## TASK BRIEF
From the following material, work out how many lines include the string "explicit"; respond with the number only.

## ENTRIES PROVIDED
────────────────────────────────────────

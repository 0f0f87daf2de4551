//! Structural matching of template parameters against arguments.
//!
//! A [`Deduction`] owns the bindings of one instantiation attempt. Bindings
//! are only handed out when every parameter matched; a failed attempt is
//! dropped whole.

use std::sync::Arc;

use sema_ast::declarations::{ASTFunction, ASTTemplateParameter, ASTTemplateParameterKind};
use sema_ast::expressions::ASTExpressionKind;
use sema_ast::types::{ASTArrayKey, ASTTemplateArgument, ASTType, ASTTypeKind, PrimitiveKind};
use sema_ast::{ASTExpression, DeclRef, Name};
use sema_type::{
  is_equal, is_implicitly_convertible, strip_all, strip_wrapper_layers, AbstractType, ConstValue, SemanticResult,
  TemplateBindings, TypeKind,
};

use crate::context::ResolutionContext;
use crate::expressions::evaluate_value;
use crate::resolver::resolve_type;

pub struct Deduction<'c> {
  ctx: &'c mut ResolutionContext,
  definition: DeclRef,
  bindings: TemplateBindings,
  strict: bool,
}

impl<'c> Deduction<'c> {
  pub fn new(
    definition: DeclRef,
    ctx: &'c mut ResolutionContext,
  ) -> Self {
    let strict = ctx.config().resolution.strict_deduction;
    Self {
      ctx,
      definition,
      bindings: TemplateBindings::new(),
      strict,
    }
  }

  pub fn bindings(&self) -> &TemplateBindings {
    &self.bindings
  }

  pub fn into_bindings(self) -> TemplateBindings {
    self.bindings
  }

  fn is_parameter(
    &self,
    name: &Name,
  ) -> bool {
    self.definition.template_params().iter().any(|p| &p.name == name)
  }

  fn parameter(
    &self,
    name: &Name,
  ) -> Option<Arc<ASTTemplateParameter>> {
    self.definition.template_params().iter().find(|p| &p.name == name).cloned()
  }

  fn is_bound(
    &self,
    name: &Name,
  ) -> bool {
    self.bindings.contains_key(name)
  }

  /// Binds `name`; a parameter bound twice must be bound to equal results.
  fn bind(
    &mut self,
    name: &Name,
    value: &SemanticResult,
  ) -> bool {
    match self.bindings.get(name) {
      Some(existing) => is_equal(existing, value),
      None => {
        self.bindings.insert(name.clone(), value.clone());
        true
      },
    }
  }

  /// Matches one template parameter against one supplied argument.
  pub fn handle(
    &mut self,
    parameter: &ASTTemplateParameter,
    argument: Option<&SemanticResult>,
  ) -> bool {
    let Some(argument) = argument else {
      return self.bind_default(parameter);
    };

    if let SemanticResult::Ambiguous(candidates) = argument {
      return self.handle_first_fitting(parameter, candidates);
    }

    match &parameter.kind {
      ASTTemplateParameterKind::Tuple => self.bind(&parameter.name, &SemanticResult::of(TypeKind::Tuple(vec![argument.clone()]))),
      ASTTemplateParameterKind::Value { specialization, .. } => {
        if argument.as_value().is_none() {
          return false;
        }
        if let Some(specialization) = specialization {
          let expected = self.evaluate_in_declaration(specialization);
          if !is_equal(&expected, argument) {
            return false;
          }
        }
        self.bind(&parameter.name, argument)
      },
      ASTTemplateParameterKind::Type { specialization, .. } | ASTTemplateParameterKind::Alias { specialization, .. } => {
        match specialization {
          None => self.bind(&parameter.name, argument),
          Some(pattern) => {
            if !self.match_pattern(pattern, argument) {
              return false;
            }
            if !self.is_bound(&parameter.name) {
              self.bindings.insert(parameter.name.clone(), argument.clone());
            }
            true
          },
        }
      },
    }
  }

  fn handle_first_fitting(
    &mut self,
    parameter: &ASTTemplateParameter,
    candidates: &[SemanticResult],
  ) -> bool {
    let saved = self.bindings.clone();
    for candidate in candidates {
      if self.handle(parameter, Some(candidate)) {
        return true;
      }
      self.bindings = saved.clone();
    }
    false
  }

  /// Default arguments resolve in the template's own scope, seeing earlier bindings.
  fn bind_default(
    &mut self,
    parameter: &ASTTemplateParameter,
  ) -> bool {
    if self.is_bound(&parameter.name) {
      return true;
    }

    let value = match &parameter.kind {
      ASTTemplateParameterKind::Type { default: Some(ty), .. } | ASTTemplateParameterKind::Alias { default: Some(ty), .. } => {
        self.resolve_in_declaration(ty)
      },
      ASTTemplateParameterKind::Value { default: Some(expr), .. } => self.evaluate_in_declaration(expr),
      ASTTemplateParameterKind::Tuple => SemanticResult::of(TypeKind::Tuple(Vec::new())),
      _ => return false,
    };

    if value.is_unknown() {
      return false;
    }
    self.bindings.insert(parameter.name.clone(), value);
    true
  }

  fn resolve_in_declaration(
    &mut self,
    ty: &ASTType,
  ) -> SemanticResult {
    let mut frame = self
      .ctx
      .push_with_substitutions(self.definition.clone(), None, self.bindings.clone());
    resolve_type(ty, &mut frame)
  }

  fn evaluate_in_declaration(
    &mut self,
    expr: &ASTExpression,
  ) -> SemanticResult {
    let mut frame = self
      .ctx
      .push_with_substitutions(self.definition.clone(), None, self.bindings.clone());
    evaluate_value(expr, &mut frame)
  }

  /// Walks `pattern` and `argument` together, binding the parameters named in the pattern.
  pub fn match_pattern(
    &mut self,
    pattern: &ASTType,
    argument: &SemanticResult,
  ) -> bool {
    match &pattern.kind {
      ASTTypeKind::Identifier {
        name,
        inner: None,
        module_scoped: false,
      } if self.is_parameter(name) => self.bind(name, argument),
      ASTTypeKind::Identifier { .. } | ASTTypeKind::Primitive(_) => {
        let resolved = self.resolve_in_declaration(pattern);
        if resolved.is_unknown() {
          return false;
        }
        if self.strict {
          is_equal(&resolved, argument)
        } else {
          is_implicitly_convertible(argument, &resolved)
        }
      },
      ASTTypeKind::Array { element, key } => self.match_array(element, key, argument),
      ASTTypeKind::Pointer(target) => match strip_all(argument).kind() {
        Some(TypeKind::Pointer(inner)) => {
          let inner = (**inner).clone();
          self.match_pattern(target, &inner)
        },
        _ => false,
      },
      ASTTypeKind::Delegate(delegate) => {
        let stripped = strip_all(argument);
        let Some(TypeKind::Delegate(actual)) = stripped.kind() else {
          return false;
        };
        if actual.is_function != delegate.is_function || actual.params.len() != delegate.params.len() {
          return false;
        }
        let attributes_match = delegate
          .params
          .iter()
          .zip(actual.param_attributes.iter())
          .all(|(expected, actual)| expected.attributes == *actual);
        if !attributes_match || !self.match_pattern(&delegate.return_type, &actual.return_type) {
          return false;
        }
        delegate
          .params
          .iter()
          .zip(actual.params.iter())
          .all(|(expected, actual)| self.match_pattern(&expected.ty, actual))
      },
      ASTTypeKind::Attributed { modifier, inner } => {
        let stripped = strip_all(argument);
        let Some(actual) = stripped.as_type() else {
          return false;
        };
        if actual.modifier != Some(*modifier) {
          return false;
        }
        match inner {
          Some(inner) => {
            let unqualified = SemanticResult::Type(actual.clone().with_modifier(None));
            self.match_pattern(inner, &unqualified)
          },
          None => true,
        }
      },
      ASTTypeKind::TypeOf(_) => {
        let resolved = self.resolve_in_declaration(pattern);
        !resolved.is_unknown() && is_implicitly_convertible(argument, &resolved)
      },
      ASTTypeKind::Vector(element) => match strip_all(argument).kind() {
        Some(TypeKind::Vector(inner)) => {
          let inner = (**inner).clone();
          self.match_pattern(element, &inner)
        },
        _ => false,
      },
      ASTTypeKind::TemplateInstance(instance) => {
        let stripped = strip_all(argument);
        let Some(abstract_type) = stripped.as_type() else {
          return false;
        };
        let (Some(definition), Some(deduced)) = (abstract_type.definition(), abstract_type.deduced()) else {
          return false;
        };
        if definition.name != instance.name {
          return false;
        }

        let params = definition.template_params().to_vec();
        let deduced = deduced.clone();
        for (i, arg_pattern) in instance.args.iter().enumerate() {
          let Some(bound) = params.get(i).and_then(|p| deduced.get(&p.name)) else {
            return false;
          };
          let fits = match arg_pattern {
            ASTTemplateArgument::Type(ty) => self.match_pattern(ty, bound),
            ASTTemplateArgument::Value(expr) => self.match_value(expr, bound),
          };
          if !fits {
            return false;
          }
        }
        true
      },
      ASTTypeKind::Variadic(inner) => match inner {
        Some(inner) => match strip_all(argument).kind() {
          Some(TypeKind::Array { element, .. }) => {
            let element = (**element).clone();
            self.match_pattern(inner, &element)
          },
          _ => false,
        },
        None => true,
      },
    }
  }

  fn match_array(
    &mut self,
    element: &ASTType,
    key: &ASTArrayKey,
    argument: &SemanticResult,
  ) -> bool {
    let stripped = strip_all(argument);
    match (key, stripped.kind()) {
      (
        ASTArrayKey::Dynamic,
        Some(TypeKind::Array {
          element: actual,
          fixed_length: None,
        }),
      ) => self.match_pattern(element, actual),
      (
        ASTArrayKey::Fixed(length),
        Some(TypeKind::Array {
          element: actual,
          fixed_length: Some(actual_length),
        }),
      ) => {
        let Ok(actual_length) = i64::try_from(*actual_length) else {
          return false;
        };
        let value = SemanticResult::value(
          ConstValue::Int(actual_length),
          AbstractType::new(TypeKind::Primitive(PrimitiveKind::ULong)),
        );
        self.match_value(length, &value) && self.match_pattern(element, actual)
      },
      (ASTArrayKey::Fixed(key_expr), Some(TypeKind::AssocArray { value, key })) => {
        let key_matches = match &key_expr.kind {
          ASTExpressionKind::Identifier(name) if self.is_parameter(name) => self.bind(name, key),
          ASTExpressionKind::Type(ty) => self.match_pattern(ty, key),
          _ => false,
        };
        key_matches && self.match_pattern(element, value)
      },
      (ASTArrayKey::Associative(key_pattern), Some(TypeKind::AssocArray { value, key })) => {
        self.match_pattern(key_pattern, key) && self.match_pattern(element, value)
      },
      _ => false,
    }
  }

  /// A parameter in value position binds the value; anything else must evaluate equal.
  fn match_value(
    &mut self,
    expr: &ASTExpression,
    actual: &SemanticResult,
  ) -> bool {
    if let ASTExpressionKind::Identifier(name) = &expr.kind {
      if let Some(parameter) = self.parameter(name) {
        return match parameter.kind {
          ASTTemplateParameterKind::Value { .. } => actual.as_value().is_some() && self.bind(name, actual),
          _ => self.bind(name, actual),
        };
      }
    }
    let expected = self.evaluate_in_declaration(expr);
    !expected.is_unknown() && is_equal(&expected, actual)
  }
}

/// Deduces the template parameters of `definition` from explicit arguments.
pub fn deduce_template(
  definition: &DeclRef,
  args: &[SemanticResult],
  ctx: &mut ResolutionContext,
) -> Option<TemplateBindings> {
  deduce_or_blame(definition, args, ctx).ok()
}

/// Like [`deduce_template`], naming the parameter that failed on error.
pub(crate) fn deduce_or_blame(
  definition: &DeclRef,
  args: &[SemanticResult],
  ctx: &mut ResolutionContext,
) -> Result<TemplateBindings, Name> {
  let params = definition.template_params().to_vec();
  let mut deduction = Deduction::new(definition.clone(), ctx);

  for (i, param) in params.iter().enumerate() {
    if matches!(param.kind, ASTTemplateParameterKind::Tuple) {
      let rest = args.get(i..).unwrap_or(&[]).to_vec();
      deduction.bindings.insert(param.name.clone(), SemanticResult::of(TypeKind::Tuple(rest)));
      return Ok(deduction.into_bindings());
    }
    if !deduction.handle(param, args.get(i)) {
      return Err(param.name.clone());
    }
  }

  if args.len() > params.len() {
    return Err(definition.name.clone());
  }
  Ok(deduction.into_bindings())
}

/// Implicit instantiation: deduces template parameters from call argument
/// types matched against the function's parameter types.
pub fn deduce_from_call(
  definition: &DeclRef,
  function: &ASTFunction,
  args: &[SemanticResult],
  ctx: &mut ResolutionContext,
) -> Option<TemplateBindings> {
  let mentions_parameter =
    |ty: &ASTType| function.template_params.iter().any(|p| ty.mentions(&p.name));
  let mut deduction = Deduction::new(definition.clone(), ctx);

  for (i, param) in function.params.iter().enumerate() {
    let Some(var) = param.as_variable() else {
      continue;
    };
    let Some(ty) = var.ty.as_ref().filter(|ty| mentions_parameter(ty)) else {
      continue;
    };

    if var.is_variadic {
      let element = match &ty.kind {
        ASTTypeKind::Array { element, .. } => &**element,
        _ => ty,
      };
      for arg in args.iter().skip(i) {
        if !deduction.match_pattern(element, &call_argument(arg)) {
          return None;
        }
      }
      break;
    }

    let Some(arg) = args.get(i) else {
      continue;
    };
    if !deduction.match_pattern(ty, &call_argument(arg)) {
      return None;
    }
  }

  for param in &function.template_params {
    if !deduction.is_bound(&param.name) && !deduction.bind_default(param) {
      return None;
    }
  }
  Some(deduction.into_bindings())
}

/// The type a call argument contributes to deduction.
fn call_argument(arg: &SemanticResult) -> SemanticResult {
  match arg {
    SemanticResult::Ambiguous(candidates) => SemanticResult::Ambiguous(candidates.iter().map(call_argument).collect()),
    other => strip_wrapper_layers(&other.type_of()),
  }
}
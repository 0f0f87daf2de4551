use bitflags::bitflags;

bitflags! {
    /// Storage classes and protection attributes attached to a declaration.
    #[derive(Debug, Clone, Copy, PartialEq, Eq, Hash, Default)]
    pub struct DeclAttributes: u32 {
        const NONE       = 0;
        const PUBLIC     = 1 << 0;
        const PRIVATE    = 1 << 1;
        const PROTECTED  = 1 << 2;
        const PACKAGE    = 1 << 3;
        const STATIC     = 1 << 4;
        const CONST      = 1 << 5;
        const IMMUTABLE  = 1 << 6;
        const OVERRIDE   = 1 << 7;
        const ABSTRACT   = 1 << 8;
        const FINAL      = 1 << 9;
        const PROPERTY   = 1 << 10;
        const DEPRECATED = 1 << 11;
        const ENUM       = 1 << 12;
    }
}

bitflags! {
    /// Storage classes of a function or delegate parameter.
    #[derive(Debug, Clone, Copy, PartialEq, Eq, Hash, Default)]
    pub struct ParamAttributes: u8 {
        const NONE  = 0;
        const REF   = 1 << 0;
        const OUT   = 1 << 1;
        const IN    = 1 << 2;
        const LAZY  = 1 << 3;
        const SCOPE = 1 << 4;
    }
}

impl DeclAttributes {
  /// Declarations without an explicit protection attribute are public.
  pub fn is_public(&self) -> bool {
    !self.intersects(DeclAttributes::PRIVATE | DeclAttributes::PROTECTED | DeclAttributes::PACKAGE)
  }

  /// `const`/`immutable`/`enum` storage makes a variable's initializer a compile-time constant.
  pub fn is_manifest_constant(&self) -> bool {
    self.intersects(DeclAttributes::CONST | DeclAttributes::IMMUTABLE | DeclAttributes::ENUM)
  }
}

#[cfg(test)]
mod tests {
  use super::*;

  #[test]
  fn test_default_protection_is_public() {
    assert!(DeclAttributes::NONE.is_public());
    assert!(DeclAttributes::STATIC.is_public());
    assert!(!(DeclAttributes::PRIVATE | DeclAttributes::STATIC).is_public());
  }

  #[test]
  fn test_manifest_constant() {
    assert!(DeclAttributes::IMMUTABLE.is_manifest_constant());
    assert!(!DeclAttributes::STATIC.is_manifest_constant());
  }
}
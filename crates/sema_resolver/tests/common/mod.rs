#![allow(dead_code)]

use std::sync::Arc;

use sema_ast::declarations::{
  ASTAggregate, ASTDeclaration, ASTFunction, ASTImport, ASTTemplateParameter, AggregateKind,
};
use sema_ast::statements::ASTStatement;
use sema_ast::types::{ASTType, PrimitiveKind};
use sema_ast::{ASTBlock, BytePosition, DeclRef, ModulePackage, ParseCacheView, Span};
use sema_config::SemaConfig;
use sema_resolver::ResolutionContext;

pub fn int() -> ASTType {
  ASTType::primitive(PrimitiveKind::Int)
}

pub fn long() -> ASTType {
  ASTType::primitive(PrimitiveKind::Long)
}

pub fn module(path: &str) -> DeclRef {
  ASTDeclaration::module(path, vec![], Span::default())
}

pub fn module_importing(
  path: &str,
  imports: &[&str],
) -> DeclRef {
  let imports = imports
    .iter()
    .map(|path| ASTImport {
      path: path.to_string(),
      is_public: false,
    })
    .collect();
  ASTDeclaration::module(path, imports, Span::default())
}

/// A root package holding `modules`, filed by their dotted paths.
pub fn cache_of(modules: &[&DeclRef]) -> ParseCacheView {
  let root = ModulePackage::new_root();
  for module in modules {
    root.add_module((*module).clone());
  }
  ParseCacheView::new(vec![root])
}

pub fn context(scope: DeclRef) -> ResolutionContext {
  ResolutionContext::new(scope, ParseCacheView::default(), Arc::new(SemaConfig::silent()))
}

pub fn context_in(
  scope: DeclRef,
  cache: ParseCacheView,
) -> ResolutionContext {
  ResolutionContext::new(scope, cache, Arc::new(SemaConfig::silent()))
}

pub fn context_at(
  scope: DeclRef,
  caret: u32,
) -> ResolutionContext {
  context(scope).at(BytePosition(caret))
}

pub fn variable(
  name: &str,
  ty: ASTType,
  start: u32,
) -> DeclRef {
  ASTDeclaration::variable(name, Some(ty), None, Span::new(start, start + 6))
}

pub fn local(decl: DeclRef) -> ASTStatement {
  ASTStatement::declaration(decl)
}

pub fn block(
  start: u32,
  end: u32,
  statements: Vec<ASTStatement>,
) -> ASTStatement {
  ASTStatement::block(ASTBlock::new(Span::new(start, end), statements))
}

/// A free function with one parameter per `(name, type)` pair and no body.
pub fn function(
  name: &str,
  start: u32,
  params: Vec<(&str, ASTType)>,
  return_type: ASTType,
) -> DeclRef {
  let params = params
    .into_iter()
    .map(|(name, ty)| ASTDeclaration::parameter(name, ty, None))
    .collect();
  ASTDeclaration::function(
    name,
    Span::new(start, start + 10),
    ASTFunction::new(params, Some(return_type), None),
  )
}

/// A function whose body is exactly `statements`, spanning `start..end`.
pub fn function_with_body(
  name: &str,
  start: u32,
  end: u32,
  statements: Vec<ASTStatement>,
) -> DeclRef {
  let body = ASTBlock::new(Span::new(start + 1, end), statements);
  ASTDeclaration::function(
    name,
    Span::new(start, end),
    ASTFunction::new(vec![], Some(ASTType::primitive(PrimitiveKind::Void)), Some(body)),
  )
}

pub fn template_class(
  name: &str,
  start: u32,
  params: Vec<Arc<ASTTemplateParameter>>,
) -> DeclRef {
  ASTDeclaration::aggregate(
    name,
    Span::new(start, start + 10),
    ASTAggregate::new(AggregateKind::Class).with_template_params(params),
  )
}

────────────────────────────────────────

## EXERCISE OUTPUT
2